**Data extracted from a collection**
[Start of Attachment]

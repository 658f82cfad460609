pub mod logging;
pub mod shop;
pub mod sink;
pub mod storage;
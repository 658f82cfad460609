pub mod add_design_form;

[End of Attachment]

**HOW TO COMPLETE THIS TASK**
Nothing in the records may be left out; reproduce them exactly.

**EXPECTED OUTPUT**
repository 658f82cfad460609
pub mod logging;
pub mod shop;
pub mod sink;
pub mod storage;
repository 658f82cfad460609
pub mod add_design_form;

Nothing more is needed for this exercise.